PESHAWAR, Aug 21: Some 4,000 tribal elders in northwestern Pakistan have joined a chorus of protest at US assertions the region has become a safe haven for members of Al Qaeda network, a spokesman told AFP.

A weekend jirga in the remote Barrar Khyber district that represented roughly 700,000 members of the Afridis tribe angrily denied providing protection to Al Qaeda fugitives fleeing Afghanistan, Afridis spokesman Maulana Abdul Hadi told AFP late on Monday.

“We fought and killed the Arab supporters of the Taliban at Teelerin in Khyber district in 1994,” he added.

The US general leading the campaign against Al Qaeda in Afghanistan suggested at the weekend there may now be more of Osama bin Laden’s militants in Pakistan than in the original theatre of war.

Lt Gen Dan McNeill told AFP that while President Pervez Musharraf’s government had been one of the staunchest supporters of the US-led war against terrorism, sympathy for Al Qaeda remained strong in tribal areas of Pakistan.

“I think in Afghanistan they probably still exist, they could number in the hundreds. I think just outside Afghanistan’s borders... their numbers could be in the hundreds, maybe even a thousand,” said McNeill.

Adding that he had no “substantive information” to back up his figures for Pakistan, McNeill said efforts to wipe out Al Qaeda were now more complicated as coalition forces in Afghanistan did not have the right to conduct combat missions in Pakistan.

Hadi said the weekend traditional assembly, held 25km west of Peshawar, had agreed to reward informers whose information led to the apprehension of Al Qaeda members, and would “confiscate” the property of collaborators.

“We by ourselves will punish Al Qaeda if we find them, we do not need America in our territory,” Hadi said of US assistance to Pakistani forces sweeping Pakistan’s northwest for hardcore militants

Pakistan’s military spokesman Maj Gen Rashid Qureshi said the perception that tribal groups in the northwest were sympathetic to the group blamed for last September’s terror attacks in the United States was a simplification of a complex issue.

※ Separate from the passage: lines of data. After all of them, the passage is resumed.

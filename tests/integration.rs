// Copyright 2021 Twitter, Inc.
// Licensed under the Apache License, Version 2.0
// http://www.apache.org/licenses/LICENSE-2.0

use swaplog::*;

use std::io::Write;
use std::path::{Path, PathBuf};
use std::process::Command;
use std::sync::{Arc, Mutex};
use std::time::Duration;

/// Rotated log files under `dir` whose names start with `base`, sorted by
/// name.
fn log_files(dir: &Path, base: &str) -> Vec<PathBuf> {
    let mut files: Vec<PathBuf> = std::fs::read_dir(dir)
        .expect("failed to read log dir")
        .filter_map(|entry| entry.ok())
        .map(|entry| entry.path())
        .filter(|path| {
            path.file_name()
                .and_then(|name| name.to_str())
                .map(|name| name.starts_with(base) && name.ends_with(".log"))
                .unwrap_or(false)
        })
        .collect();
    files.sort();
    files
}

/// The lines of a log file with the byte-order mark stripped.
fn read_lines(path: &Path) -> Vec<String> {
    let content = std::fs::read_to_string(path).expect("failed to read log file");
    content
        .strip_prefix('\u{feff}')
        .unwrap_or(&content)
        .lines()
        .map(|line| line.to_string())
        .collect()
}

/// A console sink backed by shared memory so tests can inspect the echo.
#[derive(Clone, Default)]
struct SharedBuf {
    data: Arc<Mutex<Vec<u8>>>,
}

impl Write for SharedBuf {
    fn write(&mut self, buf: &[u8]) -> std::io::Result<usize> {
        self.data
            .lock()
            .expect("console sink poisoned")
            .extend_from_slice(buf);
        Ok(buf.len())
    }

    fn flush(&mut self) -> std::io::Result<()> {
        Ok(())
    }
}

impl Output for SharedBuf {}

#[test]
fn lines_round_trip_in_order() {
    let dir = tempfile::tempdir().expect("failed to create tempdir");
    let mut handle = LogBuilder::new()
        .log_path(dir.path())
        .file_name("roundtrip")
        .console(false)
        .color(false)
        .build()
        .expect("failed to build logger")
        .start();
    for i in 0..100 {
        handle.submit(Level::Info, "app.rs", 1, &format!("message {}", i));
    }
    handle.stop();

    let files = log_files(dir.path(), "roundtrip");
    assert_eq!(files.len(), 1);
    let lines = read_lines(&files[0]);
    assert_eq!(lines.len(), 100);
    for (i, line) in lines.iter().enumerate() {
        assert!(line.contains(" INFO| "));
        assert!(line.ends_with(&format!("message {}", i)));
    }
    assert_eq!(handle.dropped(), 0);
}

#[test]
fn level_threshold_filters_and_changes_at_runtime() {
    let dir = tempfile::tempdir().expect("failed to create tempdir");
    let mut handle = LogBuilder::new()
        .log_path(dir.path())
        .file_name("levels")
        .console(false)
        .color(false)
        .build()
        .expect("failed to build logger")
        .start();
    assert_eq!(handle.level(), LevelFilter::Info);
    handle.submit(Level::Debug, "app.rs", 1, "hidden");
    handle.submit(Level::Info, "app.rs", 2, "shown");
    handle.set_level(LevelFilter::Debug);
    handle.submit(Level::Debug, "app.rs", 3, "now shown");
    handle.stop();

    let files = log_files(dir.path(), "levels");
    let lines = read_lines(&files[0]);
    assert_eq!(lines.len(), 2);
    assert!(lines[0].ends_with("shown"));
    assert!(lines[1].ends_with("now shown"));
}

#[test]
fn concurrent_producers_preserve_per_thread_order() {
    let dir = tempfile::tempdir().expect("failed to create tempdir");
    let mut handle = LogBuilder::new()
        .log_path(dir.path())
        .file_name("concurrent")
        .console(false)
        .color(false)
        .max_buffered_lines(100_000)
        .build()
        .expect("failed to build logger")
        .start();
    std::thread::scope(|scope| {
        for worker in 0..4 {
            let handle = &handle;
            scope.spawn(move || {
                for i in 0..250 {
                    let message = format!("worker {} line {}", worker, i);
                    handle.submit(Level::Info, "worker.rs", 1, &message);
                }
            });
        }
    });
    handle.stop();
    assert_eq!(handle.dropped(), 0);

    let files = log_files(dir.path(), "concurrent");
    let mut total = 0;
    let mut next = [0usize; 4];
    for file in &files {
        for line in read_lines(file) {
            total += 1;
            for (worker, expected) in next.iter_mut().enumerate() {
                let marker = format!("worker {} line ", worker);
                if let Some(rest) = line.split(marker.as_str()).nth(1) {
                    let i: usize = rest.parse().expect("malformed line index");
                    assert_eq!(i, *expected);
                    *expected += 1;
                }
            }
        }
    }
    assert_eq!(total, 1000);
}

#[test]
fn stop_is_idempotent_and_rejects_later_submissions() {
    let dir = tempfile::tempdir().expect("failed to create tempdir");
    let mut handle = LogBuilder::new()
        .log_path(dir.path())
        .file_name("stopped")
        .console(false)
        .color(false)
        .build()
        .expect("failed to build logger")
        .start();
    handle.submit(Level::Info, "app.rs", 1, "before stop");
    handle.stop();
    handle.submit(Level::Info, "app.rs", 2, "after stop");
    handle.stop();

    let files = log_files(dir.path(), "stopped");
    let lines = read_lines(&files[0]);
    assert_eq!(lines.len(), 1);
    assert!(lines[0].ends_with("before stop"));
}

#[test]
fn size_cap_rotates_to_indexed_files() {
    let dir = tempfile::tempdir().expect("failed to create tempdir");
    let mut handle = LogBuilder::new()
        .log_path(dir.path())
        .file_name("rotate")
        .console(false)
        .color(false)
        .max_file_size(256)
        .build()
        .expect("failed to build logger")
        .start();
    // pause between bursts so the writer drains more than one batch and
    // evaluates the size cap in between
    for burst in 0..4 {
        for i in 0..10 {
            let message = format!("rotation line {}", burst * 10 + i);
            handle.submit(Level::Info, "app.rs", 1, &message);
        }
        std::thread::sleep(Duration::from_millis(50));
    }
    handle.stop();

    let files = log_files(dir.path(), "rotate");
    assert!(files.len() >= 2);
    let total: usize = files.iter().map(|file| read_lines(file).len()).sum();
    assert_eq!(total, 40);
}

#[test]
fn facade_macros_feed_the_engine() {
    let dir = tempfile::tempdir().expect("failed to create tempdir");
    let mut handle = LogBuilder::new()
        .log_path(dir.path())
        .file_name("facade")
        .console(false)
        .color(false)
        .build()
        .expect("failed to build logger")
        .start();
    handle.register().expect("failed to register logger");
    info!("via the facade: {}", 42);
    debug!("below the threshold");
    handle.stop();

    let files = log_files(dir.path(), "facade");
    let lines = read_lines(&files[0]);
    assert_eq!(lines.len(), 1);
    assert!(lines[0].contains(" INFO| "));
    assert!(lines[0].ends_with("via the facade: 42"));
}

#[test]
fn handle_macros_capture_the_callsite() {
    let dir = tempfile::tempdir().expect("failed to create tempdir");
    let mut handle = LogBuilder::new()
        .log_path(dir.path())
        .file_name("macros")
        .console(false)
        .color(false)
        .build()
        .expect("failed to build logger")
        .start();
    log_info!(handle, "count {}", 7);
    log_warn!(handle, "warned");
    log_trace!(handle, "hidden at the default level");
    handle.stop();

    let files = log_files(dir.path(), "macros");
    let lines = read_lines(&files[0]);
    assert_eq!(lines.len(), 2);
    assert!(lines[0].contains("integration.rs"));
    assert!(lines[0].ends_with("count 7"));
    assert!(lines[1].contains(" WARN| "));
}

#[test]
fn console_only_engine_echoes_lines() {
    let sink = SharedBuf::default();
    let mut handle = LogBuilder::new()
        .output(Box::new(sink.clone()))
        .color(false)
        .build()
        .expect("failed to build logger")
        .start();
    handle.submit(Level::Info, "app.rs", 1, "echoed");
    handle.stop();

    let data = sink.data.lock().expect("console sink poisoned");
    let text = std::str::from_utf8(&data).expect("console output was not utf-8");
    assert!(text.contains("echoed"));
    assert!(!text.contains('\u{feff}'));
}

#[test]
fn embedded_newlines_produce_separate_lines() {
    let dir = tempfile::tempdir().expect("failed to create tempdir");
    let mut handle = LogBuilder::new()
        .log_path(dir.path())
        .file_name("multiline")
        .console(false)
        .color(false)
        .build()
        .expect("failed to build logger")
        .start();
    handle.submit(Level::Info, "app.rs", 1, "first\nsecond");
    handle.stop();

    let files = log_files(dir.path(), "multiline");
    let lines = read_lines(&files[0]);
    assert_eq!(lines.len(), 2);
    assert!(lines[0].contains("app.rs"));
    assert!(lines[0].ends_with("first"));
    assert!(lines[1].contains("app.rs"));
    assert!(lines[1].ends_with("second"));
}

#[test]
fn engine_builds_from_config_section() {
    struct AppConfig {
        logging: Logging,
    }

    impl LoggingConfig for AppConfig {
        fn logging(&self) -> &Logging {
            &self.logging
        }
    }

    let dir = tempfile::tempdir().expect("failed to create tempdir");
    let content = format!(
        "log_dir = \"{}\"\nfile_name = \"cfg\"\nconsole = false\ncolor = false\n",
        dir.path().display()
    );
    let config_path = dir.path().join("app.toml");
    std::fs::write(&config_path, content).expect("failed to write config");

    let logging = Logging::load(config_path.to_str().expect("path was not utf-8"))
        .expect("failed to load config");
    let app = AppConfig { logging };
    let mut handle = configure_logging(&app)
        .expect("failed to configure logging")
        .start();
    log_info!(handle, "configured");
    handle.stop();

    let files = log_files(dir.path(), "cfg");
    assert_eq!(files.len(), 1);
    assert!(read_lines(&files[0])[0].ends_with("configured"));
}

#[test]
fn stream_accumulates_then_submits() {
    let dir = tempfile::tempdir().expect("failed to create tempdir");
    let mut handle = LogBuilder::new()
        .log_path(dir.path())
        .file_name("stream")
        .console(false)
        .color(false)
        .build()
        .expect("failed to build logger")
        .start();
    {
        let mut stream = handle.stream(Level::Info, "app.rs", 9);
        stream.append("status ").append(200).append(" done");
    }
    let mut stream = handle.stream(Level::Info, "app.rs", 10);
    stream.append("explicit");
    stream.finish();
    handle.stop();

    let files = log_files(dir.path(), "stream");
    let lines = read_lines(&files[0]);
    assert_eq!(lines.len(), 2);
    assert!(lines[0].ends_with("status 200 done"));
    assert!(lines[1].ends_with("explicit"));
}

#[test]
fn flush_makes_lines_visible_before_stop() {
    let dir = tempfile::tempdir().expect("failed to create tempdir");
    let mut handle = LogBuilder::new()
        .log_path(dir.path())
        .file_name("durable")
        .console(false)
        .color(false)
        .build()
        .expect("failed to build logger")
        .start();
    handle.submit(Level::Info, "app.rs", 1, "written before stop");
    handle.flush();

    // the engine is still running, yet the line is already on disk
    let files = log_files(dir.path(), "durable");
    assert_eq!(files.len(), 1);
    let lines = read_lines(&files[0]);
    assert_eq!(lines.len(), 1);
    assert!(lines[0].ends_with("written before stop"));
    handle.stop();
}

// The two tests below observe process-wide effects, so each re-runs this
// binary filtered down to itself and asserts on the child's fate.

#[test]
fn fatal_persists_its_message() {
    if let Some(dir) = std::env::var_os("SWAPLOG_TEST_FATAL_DIR") {
        let handle = LogBuilder::new()
            .log_path(&dir)
            .file_name("fatal")
            .console(false)
            .color(false)
            .build()
            .expect("failed to build logger")
            .start();
        handle.register().expect("failed to register logger");
        fatal!("fatal boom {}", 1);
    }

    let dir = tempfile::tempdir().expect("failed to create tempdir");
    let exe = std::env::current_exe().expect("failed to locate test binary");
    let output = Command::new(exe)
        .args(["fatal_persists_its_message", "--exact", "--nocapture"])
        .env("SWAPLOG_TEST_FATAL_DIR", dir.path())
        .output()
        .expect("failed to run child");
    assert_eq!(output.status.code(), Some(1));

    let files = log_files(dir.path(), "fatal");
    assert_eq!(files.len(), 1);
    let lines = read_lines(&files[0]);
    assert_eq!(lines.len(), 1);
    assert!(lines[0].contains("ERROR"));
    assert!(lines[0].ends_with("fatal boom 1"));
}

#[test]
fn crash_terminates_with_the_originating_signal() {
    use std::os::unix::process::ExitStatusExt;

    if std::env::var_os("SWAPLOG_TEST_RAISE_SEGV").is_some() {
        crash::install(true, false);
        unsafe { libc::raise(libc::SIGSEGV) };
        unreachable!();
    }

    let exe = std::env::current_exe().expect("failed to locate test binary");
    let output = Command::new(exe)
        .args([
            "crash_terminates_with_the_originating_signal",
            "--exact",
            "--nocapture",
        ])
        .env("SWAPLOG_TEST_RAISE_SEGV", "1")
        .output()
        .expect("failed to run child");

    // killed by the re-raised signal, not a plain exit
    assert_eq!(output.status.signal(), Some(libc::SIGSEGV));
    assert_eq!(output.status.code(), None);
    let stderr = String::from_utf8_lossy(&output.stderr);
    assert!(stderr.contains("SIGSEGV"));
}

He said: “There are people, Afghans who live slightly on the Afghan side of the border, who have relatives on this side of the border also.

“So now when such people come across, yes, there is automatic sympathy.

“But when people say (the tribal people) have sympathy for Al Qaeda, it’s not 100 per cent true,” he said. “Frankly we have not been able to determine whether they are Taliban or members of Al Qaeda.”

Qureshi said the arrival of foreigners in local areas was usually reported to local authorities.